INSTRUCTIONS TO FOLLOW:
Reproduce each entry exactly as written.

MATERIAL PROVIDED:
//! Move command implementation

use std::path::{Path, PathBuf};

use colored::Colorize;

use statekit_core::{BackupPolicy, MoveRequest, Settings, run_move};
use statekit_fs::NormalizedPath;

use super::resolve;
use crate::error::Result;

/// Flags of the `mv` command
#[derive(Debug, Clone, Default)]
pub struct MvOptions {
    pub state: Option<PathBuf>,
    pub state_out: Option<PathBuf>,
    pub backup: Option<PathBuf>,
    pub backup_out: Option<PathBuf>,
    pub no_backup: bool,
}

/// Build the move request, with flags taking precedence over `statekit.toml`.
fn build_request(
    cwd: &Path,
    source: &str,
    destination: &str,
    options: &MvOptions,
) -> Result<MoveRequest> {
    let root = NormalizedPath::new(cwd);
    let settings = Settings::load(&root)?;

    let state_path = match &options.state {
        Some(path) => resolve(cwd, path),
        None => settings.state_path(&root),
    };
    let policy = |explicit: &Option<PathBuf>| {
        if options.no_backup {
            BackupPolicy::Disabled
        } else if let Some(path) = explicit {
            BackupPolicy::Explicit(resolve(cwd, path))
        } else {
            settings.backup_policy()
        }
    };

    let mut request = MoveRequest::new(source, destination, state_path)
        .with_backup(policy(&options.backup))
        .with_backup_out(policy(&options.backup_out));
    if let Some(out) = &options.state_out {
        request = request.with_state_out(resolve(cwd, out));
    }
    Ok(request)
}

/// Run the mv command
///
/// Moves `source` to `destination` and reports each relocated instance.
pub fn run_mv(cwd: &Path, source: &str, destination: &str, options: &MvOptions) -> Result<()> {
    let request = build_request(cwd, source, destination, options)?;
    tracing::debug!(?request, "running move");

    let outcome = run_move(&request)?;
    let report = &outcome.report;

    if report.noop {
        println!("Nothing to move: source and destination are the same.");
    } else {
        for relocation in &report.relocations {
            println!(
                "Move {} to {}",
                format!("\"{}\"", relocation.from).cyan(),
                format!("\"{}\"", relocation.to).cyan()
            );
        }
    }

    for renumbered in &report.renumbered {
        println!(
            "   {} {} is now {}",
            "~".yellow(),
            renumbered.from.to_string().dimmed(),
            renumbered.to
        );
    }

    for dangling in &report.dangling_dependencies {
        eprintln!(
            "{}: {} still depends on {}, which was moved; update its dependencies manually.",
            "warning".yellow().bold(),
            dangling.instance,
            dangling.dependency
        );
    }

    for backup in &outcome.backups {
        println!("{} {}", "Backup written to".dimmed(), backup.path);
    }

    if !report.noop {
        println!(
            "{} Successfully moved {} object(s).",
            "OK".green().bold(),
            report.moved()
        );
    }
    Ok(())
}

#[cfg(test)]
mod tests {
    use super::*;
    use tempfile::TempDir;

    #[test]
    fn flags_default_to_settings() {
        let dir = TempDir::new().unwrap();
        std::fs::write(
            dir.path().join("statekit.toml"),
            "[state]\npath = \"prod.tfstate\"\n[backup]\nenabled = false\n",
        )
        .unwrap();

        let request =
            build_request(dir.path(), "a.b", "a.c", &MvOptions::default()).unwrap();

        assert_eq!(
            request.state_path,
            NormalizedPath::new(dir.path()).join("prod.tfstate")
        );
        assert_eq!(request.backup, BackupPolicy::Disabled);
        assert_eq!(request.state_out, None);
    }

    #[test]
    fn flags_override_settings() {
        let dir = TempDir::new().unwrap();
        let options = MvOptions {
            state: Some(PathBuf::from("in.tfstate")),
            state_out: Some(PathBuf::from("out.tfstate")),
            backup: Some(PathBuf::from("in.bak")),
            backup_out: None,
            no_backup: false,
        };

        let request = build_request(dir.path(), "a.b", "a.c", &options).unwrap();

        assert_eq!(request.state_path, NormalizedPath::new(dir.path().join("in.tfstate")));
        assert_eq!(
            request.state_out,
            Some(NormalizedPath::new(dir.path().join("out.tfstate")))
        );
        assert_eq!(
            request.backup,
            BackupPolicy::Explicit(NormalizedPath::new(dir.path().join("in.bak")))
        );
        assert_eq!(request.backup_out, BackupPolicy::default());
    }

    #[test]
    fn no_backup_disables_both() {
        let dir = TempDir::new().unwrap();
        let options = MvOptions {
            no_backup: true,
            ..MvOptions::default()
        };

        let request = build_request(dir.path(), "a.b", "a.c", &options).unwrap();

        assert_eq!(request.backup, BackupPolicy::Disabled);
        assert_eq!(request.backup_out, BackupPolicy::Disabled);
    }
}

RESULT FOR THIS TASK:
//! Move command implementation

use std::path::{Path, PathBuf};

use colored::Colorize;

use statekit_core::{BackupPolicy, MoveRequest, Settings, run_move};
use statekit_fs::NormalizedPath;

use super::resolve;
use crate::error::Result;

/// Flags of the `mv` command
#[derive(Debug, Clone, Default)]
pub struct MvOptions {
    pub state: Option<PathBuf>,
    pub state_out: Option<PathBuf>,
    pub backup: Option<PathBuf>,
    pub backup_out: Option<PathBuf>,
    pub no_backup: bool,
}

/// Build the move request, with flags taking precedence over `statekit.toml`.
fn build_request(
    cwd: &Path,
    source: &str,
    destination: &str,
    options: &MvOptions,
) -> Result<MoveRequest> {
    let root = NormalizedPath::new(cwd);
    let settings = Settings::load(&root)?;

    let state_path = match &options.state {
        Some(path) => resolve(cwd, path),
        None => settings.state_path(&root),
    };
    let policy = |explicit: &Option<PathBuf>| {
        if options.no_backup {
            BackupPolicy::Disabled
        } else if let Some(path) = explicit {
            BackupPolicy::Explicit(resolve(cwd, path))
        } else {
            settings.backup_policy()
        }
    };

    let mut request = MoveRequest::new(source, destination, state_path)
        .with_backup(policy(&options.backup))
        .with_backup_out(policy(&options.backup_out));
    if let Some(out) = &options.state_out {
        request = request.with_state_out(resolve(cwd, out));
    }
    Ok(request)
}

/// Run the mv command
///
/// Moves `source` to `destination` and reports each relocated instance.
pub fn run_mv(cwd: &Path, source: &str, destination: &str, options: &MvOptions) -> Result<()> {
    let request = build_request(cwd, source, destination, options)?;
    tracing::debug!(?request, "running move");

    let outcome = run_move(&request)?;
    let report = &outcome.report;

    if report.noop {
        println!("Nothing to move: source and destination are the same.");
    } else {
        for relocation in &report.relocations {
            println!(
                "Move {} to {}",
                format!("\"{}\"", relocation.from).cyan(),
                format!("\"{}\"", relocation.to).cyan()
            );
        }
    }

    for renumbered in &report.renumbered {
        println!(
            "   {} {} is now {}",
            "~".yellow(),
            renumbered.from.to_string().dimmed(),
            renumbered.to
        );
    }

    for dangling in &report.dangling_dependencies {
        eprintln!(
            "{}: {} still depends on {}, which was moved; update its dependencies manually.",
            "warning".yellow().bold(),
            dangling.instance,
            dangling.dependency
        );
    }

    for backup in &outcome.backups {
        println!("{} {}", "Backup written to".dimmed(), backup.path);
    }

    if !report.noop {
        println!(
            "{} Successfully moved {} object(s).",
            "OK".green().bold(),
            report.moved()
        );
    }
    Ok(())
}

#[cfg(test)]
mod tests {
    use super::*;
    use tempfile::TempDir;

    #[test]
    fn flags_default_to_settings() {
        let dir = TempDir::new().unwrap();
        std::fs::write(
            dir.path().join("statekit.toml"),
            "[state]\npath = \"prod.tfstate\"\n[backup]\nenabled = false\n",
        )
        .unwrap();

        let request =
            build_request(dir.path(), "a.b", "a.c", &MvOptions::default()).unwrap();

        assert_eq!(
            request.state_path,
            NormalizedPath::new(dir.path()).join("prod.tfstate")
        );
        assert_eq!(request.backup, BackupPolicy::Disabled);
        assert_eq!(request.state_out, None);
    }

    #[test]
    fn flags_override_settings() {
        let dir = TempDir::new().unwrap();
        let options = MvOptions {
            state: Some(PathBuf::from("in.tfstate")),
            state_out: Some(PathBuf::from("out.tfstate")),
            backup: Some(PathBuf::from("in.bak")),
            backup_out: None,
            no_backup: false,
        };

        let request = build_request(dir.path(), "a.b", "a.c", &options).unwrap();

        assert_eq!(request.state_path, NormalizedPath::new(dir.path().join("in.tfstate")));
        assert_eq!(
            request.state_out,
            Some(NormalizedPath::new(dir.path().join("out.tfstate")))
        );
        assert_eq!(
            request.backup,
            BackupPolicy::Explicit(NormalizedPath::new(dir.path().join("in.bak")))
        );
        assert_eq!(request.backup_out, BackupPolicy::default());
    }

    #[test]
    fn no_backup_disables_both() {
        let dir = TempDir::new().unwrap();
        let options = MvOptions {
            no_backup: true,
            ..MvOptions::default()
        };

        let request = build_request(dir.path(), "a.b", "a.c", &options).unwrap();

        assert_eq!(request.backup, BackupPolicy::Disabled);
        assert_eq!(request.backup_out, BackupPolicy::Disabled);
    }
}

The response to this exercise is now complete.